Astrocytes are a type of glial cell that are activated in the brain tissue of patients with Alzheimer's disease to induce the accumulation of amyloid (A beta). We previously found that a combination of low-dose gemfibrozil (GFB; a drug approved to treat high cholesterol) and retinoic acid (RA; a vitamin A derivative) induces lysosomal bio-genesis through peroxisome proliferator-activated receptor alpha (PPAR alpha)-mediated transcription of the gene encoding transcription factor EB (TFEB), a master regulator of lysosomal biogenesis and autophagy. Here, we found that the same combination (GFB-RA) enhanced the uptake of A beta from the extracellular space and its subsequent degradation in astrocytes through a PPAR alpha-dependent pathway.

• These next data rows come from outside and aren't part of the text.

//! Shape checking and typed decoding of raw records.

use serde_json::Value;

use super::definition::{ResolvedRecord, Schema};
use super::error::{FieldIssue, Problem, ValidationError};
use super::shape::{FieldKind, Presence, Shape};
use crate::{RawRecord, Record};

pub const DEFAULT_MAX_DEPTH: usize = 64;

#[derive(Debug, Clone, Copy, PartialEq, Eq)]
pub struct Validator {
    max_depth: usize,
}

impl Default for Validator {
    fn default() -> Self {
        Self {
            max_depth: DEFAULT_MAX_DEPTH,
        }
    }
}

impl Validator {
    pub fn new(max_depth: usize) -> Self {
        Self {
            max_depth: max_depth.max(1),
        }
    }

    pub fn max_depth(&self) -> usize {
        self.max_depth
    }

    /// Every issue found in `record`, with paths relative to the record.
    pub fn check(&self, shape: &Shape, record: &Record) -> Vec<FieldIssue> {
        self.check_at(shape, record, "")
    }

    /// Like [`Validator::check`], with every path prefixed by `base`.
    pub fn check_at(&self, shape: &Shape, record: &Record, base: &str) -> Vec<FieldIssue> {
        let mut walk = Walk {
            max_depth: self.max_depth,
            issues: Vec::new(),
        };
        walk.object(shape, record, base, 1);
        walk.issues
    }

    /// Check `raw` against `schema` and decode it into the schema's model.
    ///
    /// Keys the shape does not declare are carried through untouched.
    pub fn validate(&self, schema: &Schema, mut raw: RawRecord) -> Result<ResolvedRecord, ValidationError> {
        schema.prepare(&mut raw);
        let issues = self.check(schema.shape(), &raw);
        if !issues.is_empty() {
            return Err(ValidationError::new(schema.name(), issues));
        }
        let entry = schema
            .decode(raw)
            .map_err(|e| ValidationError::single(schema.name(), "", Problem::Malformed(e.to_string())))?;
        Ok(ResolvedRecord::new(schema.clone(), entry))
    }
}

struct Walk {
    max_depth: usize,
    issues: Vec<FieldIssue>,
}

impl Walk {
    fn push(&mut self, path: &str, problem: Problem) {
        self.issues.push(FieldIssue {
            path: path.to_string(),
            problem,
        });
    }

    fn object(&mut self, shape: &Shape, obj: &Record, path: &str, depth: usize) {
        if depth > self.max_depth {
            self.push(
                path,
                Problem::TooDeep {
                    limit: self.max_depth,
                },
            );
            return;
        }
        for spec in shape.fields() {
            let field_path = join(path, &spec.name);
            match obj.get(&spec.name) {
                None => {
                    if spec.presence == Presence::Required {
                        self.push(&field_path, Problem::Missing);
                    }
                }
                Some(Value::Null) => {
                    if spec.presence != Presence::Optional {
                        self.push(
                            &field_path,
                            Problem::WrongType {
                                expected: spec.kind.expected(),
                                found: "null",
                            },
                        );
                    }
                }
                Some(value) => self.value(&spec.kind, shape, value, &field_path, depth),
            }
        }
    }

    fn value(&mut self, kind: &FieldKind, enclosing: &Shape, value: &Value, path: &str, depth: usize) {
        match (kind, value) {
            (FieldKind::Any, _)
            | (FieldKind::String, Value::String(_))
            | (FieldKind::Boolean, Value::Bool(_))
            | (FieldKind::Number, Value::Number(_))
            | (FieldKind::Mapping, Value::Object(_)) => {}
            (FieldKind::Integer, Value::Number(n)) if n.is_i64() || n.is_u64() => {}
            (FieldKind::List(inner), Value::Array(items)) => {
                for (i, item) in items.iter().enumerate() {
                    self.value(inner, enclosing, item, &format!("{path}[{i}]"), depth);
                }
            }
            (FieldKind::Nested(shape), Value::Object(obj)) => self.object(shape, obj, path, depth + 1),
            (FieldKind::Recursive, Value::Object(obj)) => self.object(enclosing, obj, path, depth + 1),
            _ => self.push(
                path,
                Problem::WrongType {
                    expected: kind.expected(),
                    found: type_name(value),
                },
            ),
        }
    }
}

fn join(base: &str, name: &str) -> String {
    if base.is_empty() {
        name.to_string()
    } else {
        format!("{base}.{name}")
    }
}

pub(crate) fn type_name(value: &Value) -> &'static str {
    match value {
        Value::Null => "null",
        Value::Bool(_) => "boolean",
        Value::Number(n) if n.is_f64() => "number",
        Value::Number(_) => "integer",
        Value::String(_) => "string",
        Value::Array(_) => "sequence",
        Value::Object(_) => "mapping",
    }
}

#[cfg(test)]
mod tests {
    use super::*;
    use crate::schema::shape::FieldSpec;
    use serde_json::json;

    fn object(value: Value) -> Record {
        match value {
            Value::Object(map) => map,
            other => panic!("not an object: {other}"),
        }
    }

    fn header() -> Shape {
        Shape::new(
            "header",
            [
                FieldSpec::required("name", FieldKind::String),
                FieldSpec::required("value", FieldKind::String),
            ],
        )
    }

    fn node() -> Shape {
        Shape::new(
            "node",
            [
                FieldSpec::required("id", FieldKind::Integer),
                FieldSpec::optional("next", FieldKind::Recursive),
            ],
        )
    }

    fn chain(depth: usize) -> Record {
        let mut value = json!({"id": depth});
        for id in (1..depth).rev() {
            value = json!({"id": id, "next": value});
        }
        object(value)
    }

    #[test]
    fn collects_every_offending_path() {
        let shape = Shape::new(
            "req",
            [
                FieldSpec::required("url", FieldKind::String),
                FieldSpec::required("status", FieldKind::Integer),
                FieldSpec::defaulted("headers", FieldKind::list_of(FieldKind::nested(header()))),
            ],
        );
        let record = object(json!({
            "status": "200",
            "headers": [
                {"name": "a", "value": "1"},
                {"name": "b", "value": "2"},
                {"value": "3"}
            ]
        }));
        let issues = Validator::default().check(&shape, &record);
        let paths: Vec<_> = issues.iter().map(|i| i.path.as_str()).collect();
        assert_eq!(paths, ["url", "status", "headers[2].name"]);
        assert_eq!(issues[0].problem, Problem::Missing);
        assert_eq!(
            issues[1].problem,
            Problem::WrongType {
                expected: "integer",
                found: "string"
            }
        );
    }

    #[test]
    fn null_handling_follows_presence() {
        let shape = Shape::new(
            "s",
            [
                FieldSpec::required("a", FieldKind::String),
                FieldSpec::optional("b", FieldKind::String),
                FieldSpec::defaulted("c", FieldKind::list_of(FieldKind::Any)),
            ],
        );
        let record = object(json!({"a": null, "b": null, "c": null}));
        let issues = Validator::default().check(&shape, &record);
        let paths: Vec<_> = issues.iter().map(|i| i.path.as_str()).collect();
        assert_eq!(paths, ["a", "c"]);
    }

    #[test]
    fn integer_rejects_fractional_numbers() {
        let shape = Shape::new("s", [FieldSpec::required("n", FieldKind::Integer)]);
        let issues = Validator::default().check(&shape, &object(json!({"n": 1.5})));
        assert_eq!(issues.len(), 1);
        let ok = Validator::default().check(&shape, &object(json!({"n": -1})));
        assert!(ok.is_empty());
    }

    #[test]
    fn recursive_shapes_validate_to_the_depth_limit() {
        let validator = Validator::new(16);
        assert!(validator.check(&node(), &chain(16)).is_empty());

        let issues = validator.check(&node(), &chain(17));
        assert_eq!(issues.len(), 1);
        assert_eq!(issues[0].problem, Problem::TooDeep { limit: 16 });
        assert!(issues[0].path.ends_with(".next"));
    }

    #[test]
    fn recursion_errors_carry_nested_paths() {
        let record = object(json!({"id": 1, "next": {"id": 2, "next": {"id": "x"}}}));
        let issues = Validator::default().check(&node(), &record);
        assert_eq!(issues.len(), 1);
        assert_eq!(issues[0].path, "next.next.id");
    }

    #[test]
    fn check_at_prefixes_paths() {
        let issues = Validator::default().check_at(&header(), &Record::new(), "log.creator");
        let paths: Vec<_> = issues.iter().map(|i| i.path.as_str()).collect();
        assert_eq!(paths, ["log.creator.name", "log.creator.value"]);
    }
}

GFB-RA stimulated the abundance of both low-density lipoprotein receptor (LDLR) and TFEB in astrocytes through PPAR alpha. LDLR was critical for A beta uptake, whereas TFEB was critical for its degradation. GFB-RA treatment also increased autophagic flux and lysosomal activity in astrocytes. Consistent with these effects and in a manner dependent on astroglial PPAR alpha, oral administration of GFB-RA switched astroglial activation to a neuroprotective state, lowered A beta burden in the brain, and improved spatial learning and memory in the 5XFAD mouse model of Alzheimer's disease. These findings uncover a new function of PPAR alpha in stimulating astroglial uptake and degradation of A beta and suggest possible repurposing of GFB-RA combination therapy for AD.

Automated summary

The combination of low-dose gemfibrozil and retinoic acid enhances the uptake and degradation of amyloid (A beta) in astrocytes through a PPAR alpha-dependent pathway, potentially offering a new therapeutic approach for Alzheimer's disease.